Purpose: The aim of this study was to estimate and compare the differences in ocular biometric measurements (OBMs), central macular thickness (CMT), and retinal nerve fiber layer thickness (RNFLT) between children with refractive errors and those with emmetropia. Methods: A cross-sectional observational study of 205 children (334 eyes) aged between six and 18 years consisting of four groups (emmetropia, hypermetropia, myopia, and astigmatism) was carried out. Best-corrected visual acuity (BCVA), a detailed ocular examination, OBMs, spectral-domain optical coherence tomography (SD OCT) for RNFLT and CMT in both eyes were evaluated for each child. Results: Mean age of 205 children was 12.4 ± 3.2 years. 55.6% (n = 114) were girls and 44.4% (n = 91) were boys. There was a significant difference between the four groups for the parameters spherical equivalent (SE), keratometer readings K1and K2, axial length (AL), anterior chamber depth (ACD), vitreous chamber depth (VCD) and lens thickness (LT) (P < 0.0001). The mean central corneal thickness (CCT) was not significantly different between the four groups (P = 0.076). The mean RNFLT was thinner in the myopic group compared with the emmetropic group (P = 0.0048) There was no significant difference in the mean CMT across the four groups (P = 0.458). Conclusion: The data obtained are helpful in providing the normative as well as a comparative database on OBMs, RNFLT and CMT of the pediatric population. This also facilitates evaluation of RNFLT and CMT measurements in children with amblyopia, optic neuropathies, glaucoma, macular and retinal diseases.

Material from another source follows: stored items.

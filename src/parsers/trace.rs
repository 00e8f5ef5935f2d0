use crate::error::{Result, TraceError};
use crate::log;
use crate::models::{OperationTokens, TraceRecord};
use crate::parsers::trace_common::{is_gzip_path, parse_trace_bytes};
use flate2::read::GzDecoder;
use std::fs::File;
use std::io::{BufRead, BufReader, Read};
use std::path::Path;
use std::time::Instant;

const READ_BUFFER_SIZE: usize = 1 << 20;

/// Load a whole trace file into memory, in file order.
///
/// Files ending in `.gz` are decompressed on the fly.
pub fn parse_trace_file(filepath: &Path, tokens: &OperationTokens) -> Result<Vec<TraceRecord>> {
    let start_time = Instant::now();
    log!("Parsing trace file: {}", filepath.display());

    let file = File::open(filepath).map_err(|e| TraceError::io(filepath, e))?;
    let reader: Box<dyn Read> = if is_gzip_path(filepath) {
        log!("  gzip input detected, decompressing while reading");
        Box::new(GzDecoder::new(file))
    } else {
        Box::new(file)
    };

    let records = parse_trace_reader(
        BufReader::with_capacity(READ_BUFFER_SIZE, reader),
        filepath,
        tokens,
    )?;

    log!(
        "Parsed {} records in {:.2}s",
        records.len(),
        start_time.elapsed().as_secs_f64()
    );
    Ok(records)
}

/// 임의의 reader에서 레코드를 읽는다. `source`는 에러 메시지용 경로
pub fn parse_trace_reader<R: BufRead>(
    mut reader: R,
    source: &Path,
    tokens: &OperationTokens,
) -> Result<Vec<TraceRecord>> {
    let mut records = Vec::new();
    let mut buf = Vec::with_capacity(256);
    let mut line_no = 0;

    loop {
        buf.clear();
        let read = reader
            .read_until(b'\n', &mut buf)
            .map_err(|e| TraceError::io(source, e))?;
        if read == 0 {
            break;
        }
        line_no += 1;

        let line = buf.strip_suffix(b"\n").unwrap_or(&buf[..]);
        records.push(parse_trace_bytes(line, line_no, tokens)?);
    }

    Ok(records)
}
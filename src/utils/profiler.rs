use crate::log;
use crate::utils::constants::{MAX_CHUNK_BYTES, MIN_CHUNK_BYTES};
use std::time::{Duration, Instant};

/// 단계별 소요 시간 기록
pub struct PerformanceProfiler {
    start_time: Instant,
    checkpoints: Vec<(String, Instant)>,
}

impl Default for PerformanceProfiler {
    fn default() -> Self {
        Self::new()
    }
}

impl PerformanceProfiler {
    pub fn new() -> Self {
        Self {
            start_time: Instant::now(),
            checkpoints: Vec::new(),
        }
    }

    pub fn checkpoint(&mut self, name: &str) {
        self.checkpoints.push((name.to_string(), Instant::now()));
    }

    pub fn print_profile(&self) {
        log!("\n=== Performance Profile ===");

        let mut last_time = self.start_time;

        for (name, time) in &self.checkpoints {
            let duration = time.duration_since(last_time);
            let total_duration = time.duration_since(self.start_time);

            log!(
                "{}: {:.3}s (total: {:.3}s)",
                name,
                duration.as_secs_f64(),
                total_duration.as_secs_f64()
            );

            last_time = *time;
        }
    }

    pub fn get_total_time(&self) -> Duration {
        if let Some((_, last_time)) = self.checkpoints.last() {
            last_time.duration_since(self.start_time)
        } else {
            Instant::now().duration_since(self.start_time)
        }
    }
}

/// mmap 로더가 한 번에 파싱할 청크 크기 계산
///
/// 코어당 4개 정도의 청크가 나오도록 나누고 `[MIN_CHUNK_BYTES, MAX_CHUNK_BYTES]`
/// 범위로 제한한다.
pub fn calculate_chunk_size(file_size: usize, cpu_count: usize) -> usize {
    let target_chunks = cpu_count.max(1) * 4;
    let suggested = file_size / target_chunks;
    suggested.clamp(MIN_CHUNK_BYTES, MAX_CHUNK_BYTES)
}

Keywords: Database, ocular biometric measurements, SD OCT, CMT, RNFLT


How to cite this article:
Kavitha V, Mahesha S, Narendran B S, Heralgi MM. Ocular biometric measurements and optical coherence tomography parameters in children with refractive errors and emmetropia. Indian J Ophthalmol 2021;69:290-5

How to cite this URL:
Kavitha V, Mahesha S, Narendran B S, Heralgi MM. Ocular biometric measurements and optical coherence tomography parameters in children with refractive errors and emmetropia. Indian J Ophthalmol [serial online] 2021 [cited 2022 May 16];69:290-5. Available from: https://www.ijo.in/text.asp?2021/69/2/290/307004



Refractive error (RE) is one of the most common causes of visual impairment around the world and the second leading cause of treatable blindness.[1] The global prevalence of myopia between 5 and 15 years ranges from 3% to 35%, whereas that of hyperopia from 0.4% to 17% and astigmatism from 2.2% to 34%.[2]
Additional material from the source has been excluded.